> [Exercise brief]:
All of the entries should be returned without a single change.

> [Data for the task]:

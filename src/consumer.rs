//! A single consumer's delivery dispatch (§4.5). Grounded on the shape of
//! the teacher's `Consumer` handle (`Consumer::new(consumer_tag, ..)`,
//! registered into the channel's consumer table on `basic.consume-ok`), cut
//! down to this crate's single-threaded dispatcher instead of an executor
//! handle.

use crate::{message::DeliveryResult, ErrorSink};
use parking_lot::Mutex;
use std::{collections::VecDeque, fmt, sync::Arc};

type Delegate = Box<dyn FnMut(DeliveryResult) + Send>;

struct Inner {
    delegate: Option<Delegate>,
    /// Deliveries that arrived before a delegate was attached via
    /// [`Consumer::set_delegate`], replayed in order once one is.
    backlog: VecDeque<DeliveryResult>,
    canceled: bool,
}

/// Cheaply clonable handle returned by `basic_consume`. The channel keeps
/// its own clone in the consumer table to dispatch deliveries into.
#[derive(Clone)]
pub struct Consumer {
    tag: String,
    inner: Arc<Mutex<Inner>>,
    error_sink: ErrorSink,
}

impl Consumer {
    pub(crate) fn new(tag: String, error_sink: ErrorSink) -> Self {
        Self {
            tag,
            inner: Arc::new(Mutex::new(Inner {
                delegate: None,
                backlog: VecDeque::new(),
                canceled: false,
            })),
            error_sink,
        }
    }

    pub fn tag(&self) -> &str {
        &self.tag
    }

    /// Attaches the callback deliveries are dispatched into. Anything that
    /// arrived first is replayed immediately, in order.
    pub fn set_delegate(&self, mut delegate: impl FnMut(DeliveryResult) + Send + 'static) {
        let mut inner = self.inner.lock();
        for queued in inner.backlog.drain(..) {
            delegate(queued);
        }
        inner.delegate = Some(Box::new(delegate));
    }

    pub(crate) fn dispatch(&self, result: DeliveryResult) {
        let mut inner = self.inner.lock();
        match inner.delegate.as_mut() {
            Some(delegate) => delegate(result),
            None => inner.backlog.push_back(result),
        }
    }

    pub(crate) fn cancel(&self) {
        let mut inner = self.inner.lock();
        inner.canceled = true;
        match inner.delegate.as_mut() {
            Some(delegate) => delegate(Ok(None)),
            None => inner.backlog.push_back(Ok(None)),
        }
    }

    pub(crate) fn is_canceled(&self) -> bool {
        self.inner.lock().canceled
    }

    pub(crate) fn error_sink(&self) -> &ErrorSink {
        &self.error_sink
    }
}

impl fmt::Debug for Consumer {
    fn fmt(&self, f: &mut fmt::Formatter<'_>) -> fmt::Result {
        f.debug_struct("Consumer").field("tag", &self.tag).finish()
    }
}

> [Exercise response]:
filename src/consumer.rs
//! A single consumer's delivery dispatch (§4.5). Grounded on the shape of
//! the teacher's `Consumer` handle (`Consumer::new(consumer_tag, ..)`,
//! registered into the channel's consumer table on `basic.consume-ok`), cut
//! down to this crate's single-threaded dispatcher instead of an executor
//! handle.

use crate::{message::DeliveryResult, ErrorSink};
use parking_lot::Mutex;
use std::{collections::VecDeque, fmt, sync::Arc};

type Delegate = Box<dyn FnMut(DeliveryResult) + Send>;

struct Inner {
    delegate: Option<Delegate>,
    /// Deliveries that arrived before a delegate was attached via
    /// [`Consumer::set_delegate`], replayed in order once one is.
    backlog: VecDeque<DeliveryResult>,
    canceled: bool,
}

/// Cheaply clonable handle returned by `basic_consume`. The channel keeps
/// its own clone in the consumer table to dispatch deliveries into.
#[derive(Clone)]
pub struct Consumer {
    tag: String,
    inner: Arc<Mutex<Inner>>,
    error_sink: ErrorSink,
}

impl Consumer {
    pub(crate) fn new(tag: String, error_sink: ErrorSink) -> Self {
        Self {
            tag,
            inner: Arc::new(Mutex::new(Inner {
                delegate: None,
                backlog: VecDeque::new(),
                canceled: false,
            })),
            error_sink,
        }
    }

    pub fn tag(&self) -> &str {
        &self.tag
    }

    /// Attaches the callback deliveries are dispatched into. Anything that
    /// arrived first is replayed immediately, in order.
    pub fn set_delegate(&self, mut delegate: impl FnMut(DeliveryResult) + Send + 'static) {
        let mut inner = self.inner.lock();
        for queued in inner.backlog.drain(..) {
            delegate(queued);
        }
        inner.delegate = Some(Box::new(delegate));
    }

    pub(crate) fn dispatch(&self, result: DeliveryResult) {
        let mut inner = self.inner.lock();
        match inner.delegate.as_mut() {
            Some(delegate) => delegate(result),
            None => inner.backlog.push_back(result),
        }
    }

    pub(crate) fn cancel(&self) {
        let mut inner = self.inner.lock();
        inner.canceled = true;
        match inner.delegate.as_mut() {
            Some(delegate) => delegate(Ok(None)),
            None => inner.backlog.push_back(Ok(None)),
        }
    }

    pub(crate) fn is_canceled(&self) -> bool {
        self.inner.lock().canceled
    }

    pub(crate) fn error_sink(&self) -> &ErrorSink {
        &self.error_sink
    }
}

impl fmt::Debug for Consumer {
    fn fmt(&self, f: &mut fmt::Formatter<'_>) -> fmt::Result {
        f.debug_struct("Consumer").field("tag", &self.tag).finish()
    }
}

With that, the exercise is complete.